*INSTRUCTIONS TO FOLLOW*. Would you please give all the lines below again, exactly as they stand?
[EXERCISE MATERIAL Boundary: Start]
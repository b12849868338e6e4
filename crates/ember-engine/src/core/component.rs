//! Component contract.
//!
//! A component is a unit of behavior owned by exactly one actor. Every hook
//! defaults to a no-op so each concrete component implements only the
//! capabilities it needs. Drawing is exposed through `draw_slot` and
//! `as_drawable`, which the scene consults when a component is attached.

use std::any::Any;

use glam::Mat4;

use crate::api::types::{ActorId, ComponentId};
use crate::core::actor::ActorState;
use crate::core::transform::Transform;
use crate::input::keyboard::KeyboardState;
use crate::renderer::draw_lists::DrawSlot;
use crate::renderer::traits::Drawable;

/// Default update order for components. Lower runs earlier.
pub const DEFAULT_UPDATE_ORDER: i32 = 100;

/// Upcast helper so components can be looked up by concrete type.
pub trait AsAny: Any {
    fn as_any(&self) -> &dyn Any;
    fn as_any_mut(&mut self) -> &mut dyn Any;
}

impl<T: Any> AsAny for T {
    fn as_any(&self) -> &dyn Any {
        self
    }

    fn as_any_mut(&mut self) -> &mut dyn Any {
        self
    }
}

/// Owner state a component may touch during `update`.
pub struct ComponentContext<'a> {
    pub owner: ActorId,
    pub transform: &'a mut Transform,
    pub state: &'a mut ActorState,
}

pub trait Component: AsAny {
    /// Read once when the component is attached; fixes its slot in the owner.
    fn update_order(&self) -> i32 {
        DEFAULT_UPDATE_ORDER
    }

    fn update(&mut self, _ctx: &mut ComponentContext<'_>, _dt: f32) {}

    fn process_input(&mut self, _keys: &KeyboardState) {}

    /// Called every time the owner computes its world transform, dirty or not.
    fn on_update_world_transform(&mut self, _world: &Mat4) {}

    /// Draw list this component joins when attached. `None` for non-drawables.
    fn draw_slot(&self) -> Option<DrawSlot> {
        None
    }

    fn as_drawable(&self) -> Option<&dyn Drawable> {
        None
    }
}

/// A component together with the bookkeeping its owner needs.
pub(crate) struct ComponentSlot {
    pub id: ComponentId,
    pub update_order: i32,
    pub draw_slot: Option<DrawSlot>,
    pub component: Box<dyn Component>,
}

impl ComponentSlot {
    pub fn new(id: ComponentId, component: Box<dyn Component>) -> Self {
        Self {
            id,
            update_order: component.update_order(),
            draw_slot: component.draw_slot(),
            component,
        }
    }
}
[EXERCISE MATERIAL Boundary: End]
*SOLUTION*.
repository b12849868338e6e4
filename crates/ember-engine/src/core/component.rs
//! Component contract.
//!
//! A component is a unit of behavior owned by exactly one actor. Every hook
//! defaults to a no-op so each concrete component implements only the
//! capabilities it needs. Drawing is exposed through `draw_slot` and
//! `as_drawable`, which the scene consults when a component is attached.

use std::any::Any;

use glam::Mat4;

use crate::api::types::{ActorId, ComponentId};
use crate::core::actor::ActorState;
use crate::core::transform::Transform;
use crate::input::keyboard::KeyboardState;
use crate::renderer::draw_lists::DrawSlot;
use crate::renderer::traits::Drawable;

/// Default update order for components. Lower runs earlier.
pub const DEFAULT_UPDATE_ORDER: i32 = 100;

/// Upcast helper so components can be looked up by concrete type.
pub trait AsAny: Any {
    fn as_any(&self) -> &dyn Any;
    fn as_any_mut(&mut self) -> &mut dyn Any;
}

impl<T: Any> AsAny for T {
    fn as_any(&self) -> &dyn Any {
        self
    }

    fn as_any_mut(&mut self) -> &mut dyn Any {
        self
    }
}

/// Owner state a component may touch during `update`.
pub struct ComponentContext<'a> {
    pub owner: ActorId,
    pub transform: &'a mut Transform,
    pub state: &'a mut ActorState,
}

pub trait Component: AsAny {
    /// Read once when the component is attached; fixes its slot in the owner.
    fn update_order(&self) -> i32 {
        DEFAULT_UPDATE_ORDER
    }

    fn update(&mut self, _ctx: &mut ComponentContext<'_>, _dt: f32) {}

    fn process_input(&mut self, _keys: &KeyboardState) {}

    /// Called every time the owner computes its world transform, dirty or not.
    fn on_update_world_transform(&mut self, _world: &Mat4) {}

    /// Draw list this component joins when attached. `None` for non-drawables.
    fn draw_slot(&self) -> Option<DrawSlot> {
        None
    }

    fn as_drawable(&self) -> Option<&dyn Drawable> {
        None
    }
}

/// A component together with the bookkeeping its owner needs.
pub(crate) struct ComponentSlot {
    pub id: ComponentId,
    pub update_order: i32,
    pub draw_slot: Option<DrawSlot>,
    pub component: Box<dyn Component>,
}

impl ComponentSlot {
    pub fn new(id: ComponentId, component: Box<dyn Component>) -> Self {
        Self {
            id,
            update_order: component.update_order(),
            draw_slot: component.draw_slot(),
            component,
        }
    }
}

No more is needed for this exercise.